▼▼▼

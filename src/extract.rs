//! Diff extractor — computes patches from tree pairs.
//!
//! [`extract`] diffs a base snapshot against a working tree and captures
//! the delta as a single named patch; [`amend_trailing`] regenerates only
//! the last patch of an existing stack, which is how an engineer amends
//! one historical patch without touching earlier ones.
//!
//! The line diff is longest-common-subsequence based, with common
//! prefix/suffix trimming before the LCS table is built. Output is
//! deterministic down to the byte: files in lexicographic path order,
//! hunks in ascending line order, [`CONTEXT`] lines of context with
//! nearby hunks merged. Re-running extraction on an unchanged pair yields
//! byte-identical patch text.
//!
//! Per-file diffing is embarrassingly parallel; work fans out across up to
//! [`MAX_WORKERS`] threads and results land in a pre-indexed slot per
//! file, so parallelism never affects ordering or content.

use std::collections::BTreeMap;
use std::path::PathBuf;
use std::thread;

use tracing::debug;

use crate::error::CardstockError;
use crate::materialize::{self, ApplyPolicy};
use crate::model::patch::{FileOp, FilePatch, Hunk, HunkLine, Patch, PatchId, PatchStatus};
use crate::model::stack::PatchStack;
use crate::model::tree::{BaseTree, WorkingTree};

/// Context lines kept around each hunk.
pub const CONTEXT: usize = 3;

/// Upper bound on diff worker threads.
pub const MAX_WORKERS: usize = 8;

// ---------------------------------------------------------------------------
// Public API
// ---------------------------------------------------------------------------

/// Extract the delta between `base` and `working` as a single-patch stack.
///
/// An empty delta produces an empty stack — no patch records "nothing".
#[must_use]
pub fn extract(
    base: &BaseTree,
    working: &WorkingTree,
    domain: crate::model::stack::Domain,
    id: PatchId,
    message: &str,
) -> PatchStack {
    let mut stack = PatchStack::new(domain);
    if let Some(patch) = diff_trees(base.files(), working.files(), id, message) {
        stack.append(patch);
    }
    stack
}

/// Regenerate the trailing patch of `stack` from an updated working tree.
///
/// The working tree produced by applying all *prior* patches is the diff
/// base, so every earlier patch stays byte-identical; only the trailing
/// patch's text changes. The regenerated patch keeps its id and message.
///
/// # Errors
/// - `EmptyStack` if there is no trailing patch to amend.
/// - `ApplyConflict` if the prior patches no longer apply to `base` —
///   the stack is broken earlier than its tail, and amending the tail
///   would hide that.
pub fn amend_trailing(
    base: &BaseTree,
    stack: &PatchStack,
    working: &WorkingTree,
) -> Result<PatchStack, CardstockError> {
    let Some(trailing) = stack.get(stack.len().wrapping_sub(1)) else {
        return Err(CardstockError::EmptyStack {
            domain: stack.domain(),
        });
    };
    let (id, message) = (trailing.id.clone(), trailing.message.clone());

    let mut prior = stack.clone();
    let outcome = materialize::apply(base, &mut prior, Some(stack.len() - 1), ApplyPolicy::Halt);
    if !outcome.is_clean() {
        return Err(CardstockError::ApplyConflict {
            conflicts: outcome.conflicts,
        });
    }

    let mut amended = stack.clone();
    amended.remove_last();
    if let Some(patch) = diff_trees(outcome.tree.files(), working.files(), id, &message) {
        amended.append(patch);
    }
    debug!(stack = %amended.domain(), "amended trailing patch");
    Ok(amended)
}

/// Diff two file maps into a patch. `None` when nothing changed.
#[must_use]
pub fn diff_trees(
    old: &BTreeMap<PathBuf, String>,
    new: &BTreeMap<PathBuf, String>,
    id: PatchId,
    message: &str,
) -> Option<Patch> {
    // Union of paths, already sorted: both maps are BTreeMaps.
    let mut paths: Vec<&PathBuf> = old.keys().collect();
    for p in new.keys() {
        if !old.contains_key(p) {
            paths.push(p);
        }
    }
    paths.sort();

    let jobs: Vec<(&PathBuf, Option<&String>, Option<&String>)> = paths
        .into_iter()
        .map(|p| (p, old.get(p), new.get(p)))
        .collect();

    let mut slots: Vec<Option<FilePatch>> = vec![None; jobs.len()];
    let workers = thread::available_parallelism()
        .map_or(1, std::num::NonZeroUsize::get)
        .min(MAX_WORKERS)
        .min(jobs.len().max(1));
    let chunk = jobs.len().div_ceil(workers).max(1);

    thread::scope(|scope| {
        for (job_chunk, slot_chunk) in jobs.chunks(chunk).zip(slots.chunks_mut(chunk)) {
            scope.spawn(move || {
                for ((path, old_c, new_c), slot) in job_chunk.iter().zip(slot_chunk) {
                    *slot = diff_file(path, *old_c, *new_c);
                }
            });
        }
    });

    let files: Vec<FilePatch> = slots.into_iter().flatten().collect();
    if files.is_empty() {
        return None;
    }
    Some(Patch {
        id,
        message: message.to_owned(),
        files,
        status: PatchStatus::Unapplied,
    })
}

// ---------------------------------------------------------------------------
// Per-file diff
// ---------------------------------------------------------------------------

fn split_lines(content: &str) -> Vec<String> {
    content.lines().map(ToOwned::to_owned).collect()
}

fn diff_file(path: &PathBuf, old: Option<&String>, new: Option<&String>) -> Option<FilePatch> {
    match (old, new) {
        (None, None) => None,
        (None, Some(content)) => {
            let adds: Vec<HunkLine> = split_lines(content)
                .into_iter()
                .map(HunkLine::Add)
                .collect();
            let new_start = usize::from(!adds.is_empty());
            Some(FilePatch {
                path: path.clone(),
                op: FileOp::Create,
                hunks: vec![Hunk::from_lines(0, new_start, adds)],
            })
        }
        (Some(content), None) => {
            let removes: Vec<HunkLine> = split_lines(content)
                .into_iter()
                .map(HunkLine::Remove)
                .collect();
            let old_start = usize::from(!removes.is_empty());
            Some(FilePatch {
                path: path.clone(),
                op: FileOp::Delete,
                hunks: vec![Hunk::from_lines(old_start, 0, removes)],
            })
        }
        (Some(old_c), Some(new_c)) => {
            if old_c == new_c {
                return None;
            }
            let hunks = diff_lines(&split_lines(old_c), &split_lines(new_c));
            if hunks.is_empty() {
                // Content differs only in trailing-newline presence; the
                // line model treats those as equal.
                return None;
            }
            Some(FilePatch {
                path: path.clone(),
                op: FileOp::Modify,
                hunks,
            })
        }
    }
}

// ---------------------------------------------------------------------------
// LCS line diff
// ---------------------------------------------------------------------------

#[derive(Clone, Debug, PartialEq, Eq)]
enum Op {
    Equal(String),
    Remove(String),
    Add(String),
}

/// Diff `old` against `new` into hunks with [`CONTEXT`] context lines.
fn diff_lines(old: &[String], new: &[String]) -> Vec<Hunk> {
    ops_to_hunks(&diff_ops(old, new))
}

/// Classic LCS edit script with common prefix/suffix trimming.
fn diff_ops(old: &[String], new: &[String]) -> Vec<Op> {
    let mut prefix = 0;
    while prefix < old.len() && prefix < new.len() && old[prefix] == new[prefix] {
        prefix += 1;
    }
    let mut suffix = 0;
    while suffix < old.len() - prefix
        && suffix < new.len() - prefix
        && old[old.len() - 1 - suffix] == new[new.len() - 1 - suffix]
    {
        suffix += 1;
    }

    let old_mid = &old[prefix..old.len() - suffix];
    let new_mid = &new[prefix..new.len() - suffix];

    // LCS length table over the trimmed middle.
    let (n, m) = (old_mid.len(), new_mid.len());
    let mut table = vec![0_u32; (n + 1) * (m + 1)];
    let idx = |i: usize, j: usize| i * (m + 1) + j;
    for i in (0..n).rev() {
        for j in (0..m).rev() {
            table[idx(i, j)] = if old_mid[i] == new_mid[j] {
                table[idx(i + 1, j + 1)] + 1
            } else {
                table[idx(i + 1, j)].max(table[idx(i, j + 1)])
            };
        }
    }

    let mut ops = Vec::with_capacity(old.len() + new.len());
    ops.extend(old[..prefix].iter().cloned().map(Op::Equal));

    let (mut i, mut j) = (0, 0);
    while i < n && j < m {
        if old_mid[i] == new_mid[j] {
            ops.push(Op::Equal(old_mid[i].clone()));
            i += 1;
            j += 1;
        } else if table[idx(i + 1, j)] >= table[idx(i, j + 1)] {
            ops.push(Op::Remove(old_mid[i].clone()));
            i += 1;
        } else {
            ops.push(Op::Add(new_mid[j].clone()));
            j += 1;
        }
    }
    ops.extend(old_mid[i..].iter().cloned().map(Op::Remove));
    ops.extend(new_mid[j..].iter().cloned().map(Op::Add));

    ops.extend(old[old.len() - suffix..].iter().cloned().map(Op::Equal));
    ops
}

/// Group an edit script into hunks, attaching context and merging hunks
/// whose gap is at most `2 * CONTEXT` equal lines.
fn ops_to_hunks(ops: &[Op]) -> Vec<Hunk> {
    // Indices of non-Equal ops.
    let change_idxs: Vec<usize> = ops
        .iter()
        .enumerate()
        .filter(|(_, op)| !matches!(op, Op::Equal(_)))
        .map(|(i, _)| i)
        .collect();
    if change_idxs.is_empty() {
        return Vec::new();
    }

    // Group changes separated by more than 2*CONTEXT equal lines.
    let mut groups: Vec<(usize, usize)> = Vec::new();
    let mut start = change_idxs[0];
    let mut end = change_idxs[0];
    for &i in &change_idxs[1..] {
        if i - end > 2 * CONTEXT {
            groups.push((start, end));
            start = i;
        }
        end = i;
    }
    groups.push((start, end));

    // Old/new line numbers consumed before each op index.
    let mut old_before = vec![0_usize; ops.len() + 1];
    let mut new_before = vec![0_usize; ops.len() + 1];
    for (i, op) in ops.iter().enumerate() {
        old_before[i + 1] = old_before[i] + usize::from(!matches!(op, Op::Add(_)));
        new_before[i + 1] = new_before[i] + usize::from(!matches!(op, Op::Remove(_)));
    }

    let mut hunks = Vec::with_capacity(groups.len());
    for (first, last) in groups {
        let lo = first.saturating_sub(CONTEXT);
        let hi = (last + CONTEXT + 1).min(ops.len());

        let lines: Vec<HunkLine> = ops[lo..hi]
            .iter()
            .map(|op| match op {
                Op::Equal(s) => HunkLine::Context(s.clone()),
                Op::Remove(s) => HunkLine::Remove(s.clone()),
                Op::Add(s) => HunkLine::Add(s.clone()),
            })
            .collect();

        let old_count = lines.iter().filter(|l| l.in_old()).count();
        let new_count = lines.iter().filter(|l| l.in_new()).count();
        let old_start = if old_count == 0 {
            old_before[lo]
        } else {
            old_before[lo] + 1
        };
        let new_start = if new_count == 0 {
            new_before[lo]
        } else {
            new_before[lo] + 1
        };

        hunks.push(Hunk {
            old_start,
            old_count,
            new_start,
            new_count,
            lines,
        });
    }
    hunks
}

// ---------------------------------------------------------------------------
// Tests
// ---------------------------------------------------------------------------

▲▲▲

REQUIREMENT: Your answer must be the lines above from the one containing "maps are BTreeMaps." to the one containing "match (old, new)", both included, restated word for word.

WRITTEN RESPONSE:
    // Union of paths, already sorted: both maps are BTreeMaps.
    let mut paths: Vec<&PathBuf> = old.keys().collect();
    for p in new.keys() {
        if !old.contains_key(p) {
            paths.push(p);
        }
    }
    paths.sort();

    let jobs: Vec<(&PathBuf, Option<&String>, Option<&String>)> = paths
        .into_iter()
        .map(|p| (p, old.get(p), new.get(p)))
        .collect();

    let mut slots: Vec<Option<FilePatch>> = vec![None; jobs.len()];
    let workers = thread::available_parallelism()
        .map_or(1, std::num::NonZeroUsize::get)
        .min(MAX_WORKERS)
        .min(jobs.len().max(1));
    let chunk = jobs.len().div_ceil(workers).max(1);

    thread::scope(|scope| {
        for (job_chunk, slot_chunk) in jobs.chunks(chunk).zip(slots.chunks_mut(chunk)) {
            scope.spawn(move || {
                for ((path, old_c, new_c), slot) in job_chunk.iter().zip(slot_chunk) {
                    *slot = diff_file(path, *old_c, *new_c);
                }
            });
        }
    });

    let files: Vec<FilePatch> = slots.into_iter().flatten().collect();
    if files.is_empty() {
        return None;
    }
    Some(Patch {
        id,
        message: message.to_owned(),
        files,
        status: PatchStatus::Unapplied,
    })
}

// ---------------------------------------------------------------------------
// Per-file diff
// ---------------------------------------------------------------------------

fn split_lines(content: &str) -> Vec<String> {
    content.lines().map(ToOwned::to_owned).collect()
}

fn diff_file(path: &PathBuf, old: Option<&String>, new: Option<&String>) -> Option<FilePatch> {
    match (old, new) {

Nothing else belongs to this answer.